ScientistOne System: Verifiable Research Automation

• ScientistOne system is an autonomous research platform that enforces mechanistic verifiability on every claim using a rigorous Chain-of-Evidence paradigm.
• It employs a structured three-stage pipeline integrating literature grounding, ideation, and claim-based paper writing to ensure comprehensive auditability.
• Benchmark evaluations reveal state-of-the-art performance with near-perfect claim provenance and minimal evidentiary errors.
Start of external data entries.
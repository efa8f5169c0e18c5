//! Rules for the `NumberWithUnits` interaction.
//!
//! Units are compared as unordered collections; no unit conversion is
//! attempted ("100 cm" never matches "1 m").

use rubric_core::classifier::single_input_classifier;
use rubric_core::engine::RuleClassifierMap;
use rubric_core::model::NumberWithUnits;

pub fn create_rule_classifiers() -> RuleClassifierMap {
    let mut rules = RuleClassifierMap::new();
    rules.insert(
        "IsEqualTo",
        single_input_classifier::<NumberWithUnits>("f", is_equal_to),
    );
    rules.insert(
        "IsEquivalentTo",
        single_input_classifier::<NumberWithUnits>("f", is_equivalent_to),
    );
    rules
}

/// Same magnitude representation (a fraction never equals a real here)
/// and the same units.
fn is_equal_to(answer: &NumberWithUnits, input: &NumberWithUnits) -> bool {
    answer.value == input.value && answer.has_same_units_as(input)
}

/// Numerically equal magnitude (fraction and real compare by value) and
/// the same units.
#[allow(clippy::float_cmp)]
fn is_equivalent_to(answer: &NumberWithUnits, input: &NumberWithUnits) -> bool {
    answer.value.to_f64() == input.value.to_f64() && answer.has_same_units_as(input)
}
ScientistOne is an end-to-end autonomous research system built to enforce mechanistic verifiability on every claim presented in a scientific manuscript. Unlike prior AI-driven research agents, which frequently exhibit evidence-chain failures such as hallucinated references, unreproducible results, and method-code misalignment, ScientistOne is architected around the Chain-of-Evidence (CoE) paradigm, ensuring every statement in the output paper can be reliably traced to concrete supporting artifacts (e.g., code, logs, or original literature). ScientistOne demonstrates that enforcing comprehensive claim auditability can not only match but sometimes improve solution quality across diverse research benchmarks, achieving state-of-the-art (SOTA) performance in multiple competitive domains (Meng et al., 25 May 2026).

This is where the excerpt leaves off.